Saved data entries:
--------------------
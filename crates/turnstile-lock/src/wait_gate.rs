//! Single-fire wait point bridging a delete watch into an awaiting attempt

use std::sync::Arc;

use parking_lot::Mutex;
use tokio::sync::oneshot;
use tokio::time::Instant;
use turnstile_coordination::{WatchedEvent, Watcher};

use crate::session::SessionGate;

/// How a wait ended
#[derive(Debug, PartialEq, Eq)]
pub enum WaitOutcome {
    /// The watched node was deleted (or was already gone)
    Signalled(WatchedEvent),
    /// The gate was dropped without firing, e.g. the service discarded the watch
    Abandoned,
    TimedOut,
    SessionExpired,
}

/// Watch target handed to the coordination client.
///
/// Only the first `signal` is delivered; later ones are no-ops.
pub struct WaitGate {
    tx: Mutex<Option<oneshot::Sender<WatchedEvent>>>,
}

/// The waiting side of an armed `WaitGate`
#[derive(Debug)]
pub struct WaitToken {
    rx: oneshot::Receiver<WatchedEvent>,
}

impl WaitGate {
    pub fn arm() -> (Arc<WaitGate>, WaitToken) {
        let (tx, rx) = oneshot::channel();
        let gate = Arc::new(WaitGate {
            tx: Mutex::new(Some(tx)),
        });
        (gate, WaitToken { rx })
    }

    /// Wake the waiter. Returns true only for the delivering call.
    pub fn signal(&self, event: WatchedEvent) -> bool {
        match self.tx.lock().take() {
            Some(tx) => tx.send(event).is_ok(),
            None => false,
        }
    }

    pub fn is_fired(&self) -> bool {
        self.tx.lock().is_none()
    }
}

impl Watcher for WaitGate {
    fn process(&self, event: WatchedEvent) {
        self.signal(event);
    }

    /// False once fired or once the token went away.
    fn is_active(&self) -> bool {
        self.tx.lock().as_ref().is_some_and(|tx| !tx.is_closed())
    }
}

impl WaitToken {
    /// Wait for the signal, session expiry, or `deadline`, whichever comes
    /// first. A signal already delivered wins over an elapsed deadline.
    pub async fn wait(self, deadline: Instant, session: &SessionGate) -> WaitOutcome {
        let mut rx = self.rx;
        tokio::select! {
            biased;
            fired = &mut rx => match fired {
                Ok(event) => WaitOutcome::Signalled(event),
                Err(_) => WaitOutcome::Abandoned,
            },
            _ = session.wait_for_expiry() => WaitOutcome::SessionExpired,
            _ = tokio::time::sleep_until(deadline) => WaitOutcome::TimedOut,
        }
    }
}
--------------------
_Activity:_
Please print, exactly and with nothing else, the lines from the first line of the entries through the line containing "use tokio::time::Instant;".

_Result below:_
filename crates/turnstile-lock/src/wait_gate.rs
//! Single-fire wait point bridging a delete watch into an awaiting attempt

use std::sync::Arc;

use parking_lot::Mutex;
use tokio::sync::oneshot;
use tokio::time::Instant;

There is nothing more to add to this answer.